Further to the multiple imputations by chained equations (MICE) of the wind speed data at the Entebbe International Airport, time series analysis on the imputed data was performed. Figure 1 shows the additive time series plot showing the trend, seasonal and random components of the model besides the true observed plot, in this case, the imputed decadal wind speed data over the period 1995 through 2008. The purpose was to develop a wind speed time series model and use it to make forecasts.

Figure 1
figure 1

Decomposition of additive time series for the imputed wind speeds.

To check whether the forecast errors have constant variance, a time plot of the in-sample forecast errors was made. It is evident that the in-sample forecast errors approximated a mean at zero and a constant variance around the mean. The histogram plot of density against forecast errors is evident to this finding as shown in Figure 2.

Figure 2
figure 2

Analysis of decadal wind speed forecast errors over the period 1995 – 2008.

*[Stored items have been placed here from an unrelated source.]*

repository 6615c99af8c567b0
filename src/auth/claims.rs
use serde::{Deserialize, Serialize};
use uuid::Uuid;

/// JWT payload used for authentication.
#[derive(Debug, Clone, Serialize, Deserialize)]
pub struct Claims {
    pub sub: Uuid,   // user ID
    pub iat: i64,    // issued at (unix timestamp)
    pub exp: i64,    // expires at (unix timestamp)
    pub iss: String, // issuer
    pub aud: String, // audience
}
use lazy_static::lazy_static;
use regex::Regex;
use tracing::{debug, info, warn};

use crate::auth::password::CredentialHasher;
use crate::db::UserRepo;
use crate::error::AppError;
use crate::users::repo_types::User;

pub const MIN_PASSWORD_LEN: usize = 8;

pub(crate) fn is_valid_email(email: &str) -> bool {
    lazy_static! {
        static ref EMAIL_RE: Regex = Regex::new(r"^[^@\s]+@[^@\s]+\.[^@\s]+$").unwrap();
    }
    EMAIL_RE.is_match(email)
}

pub(crate) fn validate_email(email: &str) -> Result<(), AppError> {
    if is_valid_email(email) {
        Ok(())
    } else {
        Err(AppError::Validation("Invalid email".into()))
    }
}

pub(crate) fn validate_password(password: &str) -> Result<(), AppError> {
    if password.chars().count() < MIN_PASSWORD_LEN {
        return Err(AppError::Validation(format!(
            "Password must be at least {} characters",
            MIN_PASSWORD_LEN
        )));
    }
    Ok(())
}

/// Resolves an email/password pair to a user.
///
/// Unknown email and wrong password both come back as
/// [`AppError::InvalidCredentials`]. A hash made under older settings is
/// upgraded in place after a successful check.
pub async fn authenticate(
    users: &dyn UserRepo,
    hasher: &CredentialHasher,
    email: &str,
    password: &str,
) -> Result<User, AppError> {
    let Some(mut user) = users.find_user_by_email(email).await? else {
        warn!(email = %email, "login unknown email");
        return Err(AppError::InvalidCredentials);
    };

    if !hasher.verify(password, &user.password_hash)? {
        warn!(user_id = %user.id, "login invalid password");
        return Err(AppError::InvalidCredentials);
    }

    if hasher.needs_rehash(&user.password_hash) {
        match hasher.hash(password) {
            Ok(upgraded) => {
                match users
                    .set_password_hash(user.id, &upgraded, &user.password_hash)
                    .await
                {
                    Ok(true) => {
                        info!(user_id = %user.id, "password hash upgraded");
                        user.password_hash = upgraded;
                    }
                    Ok(false) => {
                        debug!(user_id = %user.id, "password changed during login; upgrade skipped")
                    }
                    Err(e) => {
                        warn!(error = %e, user_id = %user.id, "password hash upgrade not saved")
                    }
                }
            }
            Err(e) => warn!(error = %e, user_id = %user.id, "password rehash failed"),
        }
    }

    debug!(user_id = %user.id, "credentials accepted");
    Ok(user)
}
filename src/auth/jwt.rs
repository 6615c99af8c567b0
use std::time::Duration;

use jsonwebtoken::{
    decode, encode, errors::ErrorKind, Algorithm, DecodingKey, EncodingKey, Header, Validation,
};
use thiserror::Error;
use time::{Duration as TimeDuration, OffsetDateTime};
use tracing::debug;
use uuid::Uuid;

use super::claims::Claims;
use crate::config::JwtConfig;

#[derive(Debug, Error, PartialEq, Eq)]
pub enum TokenError {
    #[error("Token signature is invalid")]
    InvalidSignature,
    #[error("Token has expired")]
    Expired,
    #[error("Token is malformed")]
    Malformed,
    #[error("Token could not be signed: {0}")]
    Signing(String),
}

/// Signs and verifies stateless access tokens.
///
/// There is no revocation list: a token stays valid until `exp` even if the
/// user's password changes.
#[derive(Clone)]
pub struct JwtKeys {
    pub encoding: EncodingKey,
    pub decoding: DecodingKey,
    pub algorithm: Algorithm,
    pub issuer: String,
    pub audience: String,
    pub ttl: Duration,
}

impl JwtKeys {
    pub fn new(cfg: &JwtConfig) -> Self {
        Self {
            encoding: EncodingKey::from_secret(cfg.secret.as_bytes()),
            decoding: DecodingKey::from_secret(cfg.secret.as_bytes()),
            algorithm: cfg.algorithm,
            issuer: cfg.issuer.clone(),
            audience: cfg.audience.clone(),
            ttl: Duration::from_secs((cfg.ttl_minutes.max(0) as u64) * 60),
        }
    }
}

impl JwtKeys {
    pub fn issue(&self, user_id: Uuid) -> Result<String, TokenError> {
        self.issue_at(user_id, OffsetDateTime::now_utc())
    }

    pub fn issue_at(&self, user_id: Uuid, now: OffsetDateTime) -> Result<String, TokenError> {
        let exp = now + TimeDuration::seconds(self.ttl.as_secs() as i64);
        let claims = Claims {
            sub: user_id,
            iat: now.unix_timestamp(),
            exp: exp.unix_timestamp(),
            iss: self.issuer.clone(),
            aud: self.audience.clone(),
        };
        let token = encode(&Header::new(self.algorithm), &claims, &self.encoding)
            .map_err(|e| TokenError::Signing(e.to_string()))?;
        debug!(user_id = %user_id, "jwt signed");
        Ok(token)
    }

    pub fn verify(&self, token: &str) -> Result<Uuid, TokenError> {
        self.verify_at(token, OffsetDateTime::now_utc())
    }

    /// Signature, algorithm, issuer and audience are checked first; expiry is
    /// then compared against `now` with no leeway.
    pub fn verify_at(&self, token: &str, now: OffsetDateTime) -> Result<Uuid, TokenError> {
        let mut validation = Validation::new(self.algorithm);
        validation.validate_exp = false;
        validation.leeway = 0;
        validation.set_audience(std::slice::from_ref(&self.audience));
        validation.set_issuer(std::slice::from_ref(&self.issuer));

        let data = decode::<Claims>(token, &self.decoding, &validation).map_err(|e| {
            match e.kind() {
                ErrorKind::InvalidSignature
                | ErrorKind::InvalidAlgorithm
                | ErrorKind::InvalidIssuer
                | ErrorKind::InvalidAudience => TokenError::InvalidSignature,
                ErrorKind::ExpiredSignature => TokenError::Expired,
                _ => TokenError::Malformed,
            }
        })?;

        if now.unix_timestamp() >= data.claims.exp {
            return Err(TokenError::Expired);
        }
        debug!(user_id = %data.claims.sub, "jwt verified");
        Ok(data.claims.sub)
    }
}

#[cfg(test)]
pub(crate) fn test_jwt_config() -> JwtConfig {
    JwtConfig {
        secret: "dev-secret".into(),
        algorithm: Algorithm::HS256,
        issuer: "test-issuer".into(),
        audience: "test-aud".into(),
        ttl_minutes: 5,
    }
}
use sqlx::FromRow;
use time::OffsetDateTime;
use uuid::Uuid;

/// User record in the database. Never serialized directly; see `dto::UserResponse`.
#[derive(Debug, Clone, FromRow)]
pub struct User {
    pub id: Uuid,
    pub name: String,
    pub last_name: String,
    pub email: String,
    pub password_hash: String,       // Argon2 PHC string
    pub is_admin: bool,
    pub avatar_key: Option<String>,  // object key, not a URL
    pub created_at: OffsetDateTime,
}

/// Columns supplied at signup; everything else is defaulted by the store.
#[derive(Debug, Clone)]
pub struct NewUser {
    pub name: String,
    pub last_name: String,
    pub email: String,
    pub password_hash: String,
}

Given the short-term time effects within wind speeds, forecasts were made with exponential smoothing described using an additive model with constant level and no seasonality assumptions, to make short-term forecasts. The additive Holt-Winters prediction function was employed to develop a wind speed forecasting model. The smoothing scheme begins by setting \( {\mathrm{S}}_2 \) to \( {\mathrm{y}}_1 \) where \( {\mathrm{S}}_{\mathrm{i}} \) stands for smoothed observation or EWMA (exponentially weighted moving average) and y stand for the original observation. The subscripts refer to the time periods 1,2,..,n. Thus, St = αyt + (1 − α)St − 1 where, the smoothing parameter α is described as 0 < α ≤ 1; t ≥ 3. The speed at which older wind speed values are dampened or smoothed is a function of the smoothing constant α. When the smoothing parameter is 0, it implies that the current wind speed depend only on its speed one period before. When the smoothing parameter is 1, the wind speed will depend only on the current values. Determining the smoothing constant has been a challenge; (Hyndman and Khandakar 2007; Collopy and Armstrong 1992; Gardner and McKenzie 1985) agree that alpha can best be estimated from the data than just guessing.

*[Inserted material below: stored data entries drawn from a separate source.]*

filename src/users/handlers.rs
use axum::{
    extract::{DefaultBodyLimit, Multipart, Path, State},
    http::StatusCode,
    routing::{get, post},
    Json, Router,
};
use tracing::instrument;
use uuid::Uuid;

use super::avatar::{upload_avatar, UploadItem};
use super::dto::{AvatarResponse, UserResponse, UserUpdate, UserWithArticles};
use super::services::{self, find_user, to_response};
use crate::{auth::extractors::CurrentUser, error::AppError, state::AppState};

const AVATAR_BODY_LIMIT: usize = 5 * 1024 * 1024;

pub fn user_routes() -> Router<AppState> {
    Router::new()
        .route("/users", get(list_users))
        .route(
            "/users/:id",
            get(get_user).put(put_user).delete(delete_user),
        )
        .route(
            "/users/:id/avatar",
            post(post_avatar).layer(DefaultBodyLimit::max(AVATAR_BODY_LIMIT)),
        )
}

#[instrument(skip(state))]
pub async fn list_users(
    State(state): State<AppState>,
) -> Result<Json<Vec<UserResponse>>, AppError> {
    let users = state.users.list_users().await?;
    let mut out = Vec::with_capacity(users.len());
    for u in users {
        out.push(to_response(&state, u).await);
    }
    Ok(Json(out))
}

#[instrument(skip(state))]
pub async fn get_user(
    State(state): State<AppState>,
    Path(id): Path<Uuid>,
) -> Result<Json<UserWithArticles>, AppError> {
    let user = find_user(&state, id).await?;
    let articles = state.articles.list_articles_by_user(user.id).await?;
    Ok(Json(UserWithArticles {
        user: to_response(&state, user).await,
        articles,
    }))
}

#[instrument(skip(state, actor, payload), fields(actor_id = %actor.id))]
pub async fn put_user(
    State(state): State<AppState>,
    CurrentUser(actor): CurrentUser,
    Path(id): Path<Uuid>,
    Json(payload): Json<UserUpdate>,
) -> Result<(StatusCode, Json<UserResponse>), AppError> {
    let user = services::update_user(&state, &actor, id, payload).await?;
    Ok((StatusCode::ACCEPTED, Json(to_response(&state, user).await)))
}

#[instrument(skip(state, actor), fields(actor_id = %actor.id))]
pub async fn delete_user(
    State(state): State<AppState>,
    CurrentUser(actor): CurrentUser,
    Path(id): Path<Uuid>,
) -> Result<StatusCode, AppError> {
    services::delete_user(&state, &actor, id).await?;
    Ok(StatusCode::NO_CONTENT)
}

/// POST /users/:id/avatar (multipart, field `file`)
#[instrument(skip(state, actor, mp), fields(actor_id = %actor.id))]
pub async fn post_avatar(
    State(state): State<AppState>,
    CurrentUser(actor): CurrentUser,
    Path(id): Path<Uuid>,
    mut mp: Multipart,
) -> Result<(StatusCode, Json<AvatarResponse>), AppError> {
    while let Some(field) = mp.next_field().await? {
        if field.name() != Some("file") {
            continue;
        }
        let file_name = field.file_name().map(|s| s.to_string());
        let content_type = field
            .content_type()
            .map(|s| s.to_string())
            .unwrap_or_else(|| "application/octet-stream".into());
        let body = field.bytes().await?;

        let avatar_url = upload_avatar(
            &state,
            &actor,
            id,
            UploadItem {
                body,
                content_type: &content_type,
                file_name: file_name.as_deref(),
            },
        )
        .await?;
        return Ok((StatusCode::ACCEPTED, Json(AvatarResponse { avatar_url })));
    }
    Err(AppError::Validation("file is required".into()))
}
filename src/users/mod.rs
use crate::state::AppState;
use axum::Router;

pub mod avatar;
pub mod dto;
pub mod handlers;
pub mod repo_types;
pub mod services;

pub fn router() -> Router<AppState> {
    handlers::user_routes()
}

Figure 3 shows that the residuals of the exponentially smoothed time series model are also positively skewed demonstrating that the wind speed data series are also positively skewed.

Figure 3
figure 3

Boxplots of the imputed wind speed and forecast additive model residuals.

Discussions

Discussions are based on descriptive analysis for missing wind speed data, time series analysis for imputed and missing time series data.

Descriptive analysis for level of missing wind speed data

The descriptive analysis shows that there were 168 records, an equivalence of the number of month between 1995 through 2008 considered. For each of the three decadal wind speeds studied, there were equal number of observations (121) and missing or incomplete observations (47). Correspondingly, the median year of observed wind speeds (2000) was the same for the three wind speed decadal data as it was the case for the missing or incomplete observations (2003). Outlier missingness in the data was observed in the earlier periods of 1995 and 1997 respectively for the three wind speed decadal data.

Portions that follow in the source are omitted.